■ **Stored data entries**
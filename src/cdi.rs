//! CDI registry reconciliation: keeps the vendor's CDI specs in sync with
//! the discovered catalog so the container runtime always resolves device
//! names to live device nodes. Spec files are written atomically (tempfile
//! plus rename) and with sorted device lists, so rewriting an unchanged spec
//! is byte-identical.

use std::collections::BTreeSet;
use std::fs;
use std::path::{Path, PathBuf};

use serde::{Deserialize, Serialize};
use tracing::{debug, info};

use crate::config::{CDI_CLASS, CDI_VENDOR};
use crate::device::{Device, DeviceMap};
use crate::error::{DriverError, Result};

/// Plain device-node edits need 0.5.0; explicit host paths need 0.6.0.
static BASE_VERSION: &str = "0.5.0";
static HOST_PATH_VERSION: &str = "0.6.0";

#[derive(Debug, Clone, PartialEq, Eq, Serialize, Deserialize)]
#[serde(rename_all = "camelCase")]
pub struct CdiSpec {
    pub cdi_version: String,
    pub kind: String,
    pub devices: Vec<CdiDevice>,
}

#[derive(Debug, Clone, PartialEq, Eq, Serialize, Deserialize)]
#[serde(rename_all = "camelCase")]
pub struct CdiDevice {
    /// The allocatable device uid.
    pub name: String,
    pub container_edits: ContainerEdits,
}

#[derive(Debug, Clone, PartialEq, Eq, Serialize, Deserialize, Default)]
#[serde(rename_all = "camelCase")]
pub struct ContainerEdits {
    #[serde(default, skip_serializing_if = "Vec::is_empty")]
    pub device_nodes: Vec<DeviceNode>,
}

#[derive(Debug, Clone, PartialEq, Eq, Serialize, Deserialize)]
#[serde(rename_all = "camelCase")]
pub struct DeviceNode {
    pub path: String,
    #[serde(default, skip_serializing_if = "Option::is_none")]
    pub host_path: Option<String>,
}

pub struct CdiRegistry {
    root: PathBuf,
    dev_dri: PathBuf,
}

impl CdiRegistry {
    pub fn new(root: PathBuf, dev_dri: PathBuf) -> Self {
        CdiRegistry { root, dev_dri }
    }

    pub fn vendor_kind() -> String {
        format!("{CDI_VENDOR}/{CDI_CLASS}")
    }

    /// Stable filename derived from the vendor spec.
    fn default_spec_path(&self) -> PathBuf {
        self.root.join(format!("{CDI_VENDOR}-{CDI_CLASS}.json"))
    }

    fn spec_paths(&self) -> Vec<PathBuf> {
        let mut paths = Vec::new();
        if let Ok(entries) = fs::read_dir(&self.root) {
            for entry in entries.flatten() {
                let path = entry.path();
                if path.extension().map_or(false, |e| e == "json") {
                    paths.push(path);
                }
            }
        }
        paths.sort();
        paths
    }

    fn load(path: &Path) -> Result<CdiSpec> {
        let bytes = fs::read(path)?;
        Ok(serde_json::from_slice(&bytes)?)
    }

    /// The device nodes a container must receive for this device. Host paths
    /// are only spelled out when the node lives outside `/dev/dri`.
    fn device_nodes(&self, dev: &Device) -> Vec<DeviceNode> {
        let default_root = Path::new("/dev/dri");
        let host_path = |name: &str| {
            if self.dev_dri == default_root {
                None
            } else {
                Some(self.dev_dri.join(name).to_string_lossy().into_owned())
            }
        };
        let mut nodes = vec![DeviceNode {
            path: format!("/dev/dri/card{}", dev.card_idx),
            host_path: host_path(&format!("card{}", dev.card_idx)),
        }];
        if dev.has_render_node() {
            nodes.push(DeviceNode {
                path: format!("/dev/dri/renderD{}", dev.render_idx),
                host_path: host_path(&format!("renderD{}", dev.render_idx)),
            });
        }
        nodes
    }

    /// One reconciliation pass: refresh device-node paths of known uids,
    /// delete records of vanished uids when `cleanup` is set, and append
    /// records for catalog devices no spec mentions yet.
    pub fn sync(&self, catalog: &DeviceMap, cleanup: bool) -> Result<()> {
        fs::create_dir_all(&self.root)?;
        let mut to_add: BTreeSet<String> = catalog.keys().cloned().collect();
        let mut first_vendor_spec: Option<PathBuf> = None;

        for path in self.spec_paths() {
            let mut spec = Self::load(&path)?;
            if spec.kind != Self::vendor_kind() {
                continue;
            }
            first_vendor_spec.get_or_insert_with(|| path.clone());

            let mut changed = false;
            spec.devices.retain_mut(|record| {
                match catalog.get(&record.name) {
                    Some(dev) => {
                        let nodes = self.device_nodes(dev);
                        if record.container_edits.device_nodes != nodes {
                            record.container_edits.device_nodes = nodes;
                            changed = true;
                        }
                        to_add.remove(&record.name);
                        true
                    }
                    None if cleanup => {
                        changed = true;
                        false
                    }
                    None => true,
                }
            });
            if changed {
                self.write_spec(&path, spec)?;
            }
        }

        if to_add.is_empty() {
            return Ok(());
        }

        let path = first_vendor_spec.unwrap_or_else(|| self.default_spec_path());
        let mut spec = if path.exists() {
            Self::load(&path)?
        } else {
            CdiSpec {
                cdi_version: BASE_VERSION.to_string(),
                kind: Self::vendor_kind(),
                devices: Vec::new(),
            }
        };
        for uid in to_add {
            let dev = catalog
                .get(&uid)
                .ok_or_else(|| DriverError::internal("catalog changed during CDI sync"))?;
            spec.devices.push(CdiDevice {
                name: uid,
                container_edits: ContainerEdits {
                    device_nodes: self.device_nodes(dev),
                },
            });
        }
        self.write_spec(&path, spec)
    }

    /// Deletes the records of the given uids from every vendor spec.
    pub fn prune(&self, uids: &[String]) -> Result<()> {
        for path in self.spec_paths() {
            let mut spec = Self::load(&path)?;
            if spec.kind != Self::vendor_kind() {
                continue;
            }
            let before = spec.devices.len();
            spec.devices.retain(|d| !uids.contains(&d.name));
            if spec.devices.len() != before {
                debug!(path = %path.display(), removed = before - spec.devices.len(), "pruned CDI records");
                self.write_spec(&path, spec)?;
            }
        }
        Ok(())
    }

    /// Uids currently present in the vendor specs.
    pub fn registered_uids(&self) -> Result<BTreeSet<String>> {
        let mut uids = BTreeSet::new();
        for path in self.spec_paths() {
            let spec = Self::load(&path)?;
            if spec.kind != Self::vendor_kind() {
                continue;
            }
            uids.extend(spec.devices.into_iter().map(|d| d.name));
        }
        Ok(uids)
    }

    fn write_spec(&self, path: &Path, mut spec: CdiSpec) -> Result<()> {
        spec.devices.sort_by(|a, b| a.name.cmp(&b.name));

        let required = minimum_required_version(&spec);
        if version_lt(&spec.cdi_version, required) {
            spec.cdi_version = required.to_string();
        }

        let mut bytes = serde_json::to_vec_pretty(&spec)?;
        bytes.push(b'\n');
        let tmp = path.with_extension("json.tmp");
        fs::write(&tmp, &bytes)?;
        fs::rename(&tmp, path)?;
        info!(path = %path.display(), devices = spec.devices.len(), "CDI spec written");
        Ok(())
    }
}

/// The lowest CDI version whose features the spec actually uses.
fn minimum_required_version(spec: &CdiSpec) -> &'static str {
    let uses_host_path = spec.devices.iter().any(|d| {
        d.container_edits
            .device_nodes
            .iter()
            .any(|n| n.host_path.is_some())
    });
    if uses_host_path {
        HOST_PATH_VERSION
    } else {
        BASE_VERSION
    }
}

fn version_lt(a: &str, b: &str) -> bool {
    let parse = |v: &str| -> (u32, u32, u32) {
        let mut parts = v.split('.').map(|p| p.parse().unwrap_or(0));
        (
            parts.next().unwrap_or(0),
            parts.next().unwrap_or(0),
            parts.next().unwrap_or(0),
        )
    };
    parse(a) < parse(b)
}

#[cfg(test)]
mod tests {
    use super::*;
    use crate::device::{device_uid, DeviceType};

    fn gpu(addr: &str, card: u32, render: u32) -> Device {
        Device {
            uid: device_uid(addr, "0x56c0"),
            pci_address: addr.to_string(),
            model_id: "0x56c0".to_string(),
            device_type: DeviceType::Gpu,
            card_idx: card,
            render_idx: render,
            memory_mib: 14248,
            millicores: 1000,
            max_vfs: 16,
            tiles: 1,
            ..Default::default()
        }
    }

    fn catalog(devices: &[Device]) -> DeviceMap {
        devices.iter().map(|d| (d.uid.clone(), d.clone())).collect()
    }

    fn registry(root: &Path) -> CdiRegistry {
        CdiRegistry::new(root.to_path_buf(), PathBuf::from("/dev/dri"))
    }

    #[test]
    fn sync_creates_records_for_every_device() {
        let tmp = tempfile::tempdir().unwrap();
        let reg = registry(tmp.path());
        let devs = [gpu("0000:01:00.0", 0, 128), gpu("0000:02:00.0", 1, 129)];
        reg.sync(&catalog(&devs), false).unwrap();

        let uids = reg.registered_uids().unwrap();
        assert_eq!(uids.len(), 2);
        for dev in &devs {
            assert!(uids.contains(&dev.uid));
        }

        let spec = CdiRegistry::load(&tmp.path().join("intel.com-gpu.json")).unwrap();
        assert_eq!(spec.cdi_version, BASE_VERSION);
        assert_eq!(spec.kind, "intel.com/gpu");
        let record = &spec.devices[0];
        assert_eq!(
            record.container_edits.device_nodes[0].path,
            "/dev/dri/card0"
        );
        assert_eq!(
            record.container_edits.device_nodes[1].path,
            "/dev/dri/renderD128"
        );
    }

    #[test]
    fn sync_updates_stale_node_paths() {
        let tmp = tempfile::tempdir().unwrap();
        let reg = registry(tmp.path());
        let mut dev = gpu("0000:01:00.0", 0, 128);
        reg.sync(&catalog(&[dev.clone()]), false).unwrap();

        // The card index moved after a reset.
        dev.card_idx = 2;
        dev.render_idx = 130;
        reg.sync(&catalog(&[dev.clone()]), false).unwrap();

        let spec = CdiRegistry::load(&tmp.path().join("intel.com-gpu.json")).unwrap();
        assert_eq!(
            spec.devices[0].container_edits.device_nodes[0].path,
            "/dev/dri/card2"
        );
    }

    #[test]
    fn cleanup_removes_vanished_devices() {
        let tmp = tempfile::tempdir().unwrap();
        let reg = registry(tmp.path());
        let keep = gpu("0000:01:00.0", 0, 128);
        let vanish = gpu("0000:02:00.0", 1, 129);
        reg.sync(&catalog(&[keep.clone(), vanish]), false).unwrap();

        reg.sync(&catalog(&[keep.clone()]), true).unwrap();
        let uids = reg.registered_uids().unwrap();
        assert_eq!(uids.len(), 1);
        assert!(uids.contains(&keep.uid));
    }

    #[test]
    fn without_cleanup_unknown_records_survive() {
        let tmp = tempfile::tempdir().unwrap();
        let reg = registry(tmp.path());
        let a = gpu("0000:01:00.0", 0, 128);
        let b = gpu("0000:02:00.0", 1, 129);
        reg.sync(&catalog(&[a.clone(), b.clone()]), false).unwrap();
        reg.sync(&catalog(&[a]), false).unwrap();
        assert_eq!(reg.registered_uids().unwrap().len(), 2);
    }

    #[test]
    fn prune_targets_only_named_uids() {
        let tmp = tempfile::tempdir().unwrap();
        let reg = registry(tmp.path());
        let a = gpu("0000:01:00.0", 0, 128);
        let b = gpu("0000:02:00.0", 1, 129);
        reg.sync(&catalog(&[a.clone(), b.clone()]), false).unwrap();

        reg.prune(&[b.uid.clone()]).unwrap();
        let uids = reg.registered_uids().unwrap();
        assert!(uids.contains(&a.uid));
        assert!(!uids.contains(&b.uid));
    }

    #[test]
    fn rewrite_is_byte_identical() {
        let tmp = tempfile::tempdir().unwrap();
        let reg = registry(tmp.path());
        let devs = [gpu("0000:01:00.0", 0, 128), gpu("0000:02:00.0", 1, 129)];
        reg.sync(&catalog(&devs), false).unwrap();

        let path = tmp.path().join("intel.com-gpu.json");
        let before = fs::read(&path).unwrap();
        let spec = CdiRegistry::load(&path).unwrap();
        reg.write_spec(&path, spec).unwrap();
        let after = fs::read(&path).unwrap();
        assert_eq!(before, after);
        // No leftover temp file from the atomic write.
        assert!(!path.with_extension("json.tmp").exists());
    }

    #[test]
    fn overridden_dev_dri_bumps_the_version() {
        let tmp = tempfile::tempdir().unwrap();
        let reg = CdiRegistry::new(tmp.path().to_path_buf(), tmp.path().join("dri"));
        reg.sync(&catalog(&[gpu("0000:01:00.0", 0, 128)]), false)
            .unwrap();
        let spec = CdiRegistry::load(&tmp.path().join("intel.com-gpu.json")).unwrap();
        assert_eq!(spec.cdi_version, HOST_PATH_VERSION);
        assert!(spec.devices[0].container_edits.device_nodes[0]
            .host_path
            .is_some());
    }

    #[test]
    fn foreign_vendor_specs_are_untouched() {
        let tmp = tempfile::tempdir().unwrap();
        let foreign = CdiSpec {
            cdi_version: BASE_VERSION.to_string(),
            kind: "other.example/thing".to_string(),
            devices: vec![CdiDevice {
                name: "foreign-dev".to_string(),
                container_edits: ContainerEdits::default(),
            }],
        };
        let path = tmp.path().join("aaa-other.json");
        fs::write(&path, serde_json::to_vec_pretty(&foreign).unwrap()).unwrap();

        let reg = registry(tmp.path());
        reg.sync(&catalog(&[gpu("0000:01:00.0", 0, 128)]), true)
            .unwrap();
        reg.prune(&["foreign-dev".to_string()]).unwrap();

        let kept = CdiRegistry::load(&path).unwrap();
        assert_eq!(kept.devices.len(), 1);
    }
}
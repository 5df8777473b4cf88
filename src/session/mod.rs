//! Terminal play session and the timer that paces it

pub mod play;
pub mod scheduler;

pub use play::PlaySession;
pub use scheduler::TickTimer;
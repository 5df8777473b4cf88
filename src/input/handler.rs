use crossterm::event::{KeyCode, KeyEvent, KeyModifiers};

use crate::game::Direction;

#[derive(Debug, Clone, PartialEq, Eq)]
pub enum KeyAction {
    /// Ask the snake to turn
    Steer(Direction),
    /// Start a run, or play again after a game over
    Start,
    /// Abandon the run in progress
    Stop,
    Quit,
    None,
}

pub struct InputHandler;

impl InputHandler {
    pub fn new() -> Self {
        Self
    }

    pub fn handle_key_event(&self, key: KeyEvent) -> KeyAction {
        // Handle Ctrl+C
        if key.modifiers.contains(KeyModifiers::CONTROL) && key.code == KeyCode::Char('c') {
            return KeyAction::Quit;
        }

        if let Some(direction) = Self::movement(key.code) {
            return KeyAction::Steer(direction);
        }

        match key.code {
            KeyCode::Enter | KeyCode::Char(' ') => KeyAction::Start,
            KeyCode::Char('p') | KeyCode::Char('P') => KeyAction::Stop,
            KeyCode::Char('q') | KeyCode::Char('Q') | KeyCode::Esc => KeyAction::Quit,
            _ => KeyAction::None,
        }
    }

    /// Direction bound to one of the eight movement keys (arrows and WASD)
    pub fn movement(code: KeyCode) -> Option<Direction> {
        match code {
            KeyCode::Up | KeyCode::Char('w') | KeyCode::Char('W') => Some(Direction::Up),
            KeyCode::Down | KeyCode::Char('s') | KeyCode::Char('S') => Some(Direction::Down),
            KeyCode::Left | KeyCode::Char('a') | KeyCode::Char('A') => Some(Direction::Left),
            KeyCode::Right | KeyCode::Char('d') | KeyCode::Char('D') => Some(Direction::Right),
            _ => None,
        }
    }
}

impl Default for InputHandler {
    fn default() -> Self {
        Self::new()
    }
}

#[cfg(test)]
mod tests {
    use super::*;

    fn press(code: KeyCode) -> KeyEvent {
        KeyEvent::new(code, KeyModifiers::NONE)
    }

    #[test]
    fn test_arrow_keys() {
        let handler = InputHandler::new();

        assert_eq!(
            handler.handle_key_event(press(KeyCode::Up)),
            KeyAction::Steer(Direction::Up)
        );
        assert_eq!(
            handler.handle_key_event(press(KeyCode::Down)),
            KeyAction::Steer(Direction::Down)
        );
        assert_eq!(
            handler.handle_key_event(press(KeyCode::Left)),
            KeyAction::Steer(Direction::Left)
        );
        assert_eq!(
            handler.handle_key_event(press(KeyCode::Right)),
            KeyAction::Steer(Direction::Right)
        );
    }

    #[test]
    fn test_wasd_keys() {
        let handler = InputHandler::new();

        let expected = [
            ('w', Direction::Up),
            ('a', Direction::Left),
            ('s', Direction::Down),
            ('d', Direction::Right),
        ];
        for (key, direction) in expected {
            assert_eq!(
                handler.handle_key_event(press(KeyCode::Char(key))),
                KeyAction::Steer(direction)
            );
            let upper = KeyEvent::new(KeyCode::Char(key.to_ascii_uppercase()), KeyModifiers::SHIFT);
            assert_eq!(handler.handle_key_event(upper), KeyAction::Steer(direction));
        }
    }

    #[test]
    fn test_exactly_eight_movement_keys() {
        let bound = [
            KeyCode::Up,
            KeyCode::Down,
            KeyCode::Left,
            KeyCode::Right,
            KeyCode::Char('w'),
            KeyCode::Char('a'),
            KeyCode::Char('s'),
            KeyCode::Char('d'),
        ];
        assert!(bound.iter().all(|&code| InputHandler::movement(code).is_some()));
        assert_eq!(InputHandler::movement(KeyCode::Char('x')), None);
        assert_eq!(InputHandler::movement(KeyCode::Enter), None);
    }

    #[test]
    fn test_start_and_stop_keys() {
        let handler = InputHandler::new();

        assert_eq!(handler.handle_key_event(press(KeyCode::Enter)), KeyAction::Start);
        assert_eq!(handler.handle_key_event(press(KeyCode::Char(' '))), KeyAction::Start);
        assert_eq!(handler.handle_key_event(press(KeyCode::Char('p'))), KeyAction::Stop);
    }

    #[test]
    fn test_quit_keys() {
        let handler = InputHandler::new();

        assert_eq!(handler.handle_key_event(press(KeyCode::Char('q'))), KeyAction::Quit);
        assert_eq!(handler.handle_key_event(press(KeyCode::Esc)), KeyAction::Quit);

        let ctrl_c = KeyEvent::new(KeyCode::Char('c'), KeyModifiers::CONTROL);
        assert_eq!(handler.handle_key_event(ctrl_c), KeyAction::Quit);
    }

    #[test]
    fn test_unknown_key() {
        let handler = InputHandler::new();
        assert_eq!(handler.handle_key_event(press(KeyCode::Char('x'))), KeyAction::None);
    }
}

■ **REQUIRED WORK**
Go through the records and gather the lines that hold "scheduler".

■ **THE ANSWER**
pub mod scheduler;
pub use scheduler::TickTimer;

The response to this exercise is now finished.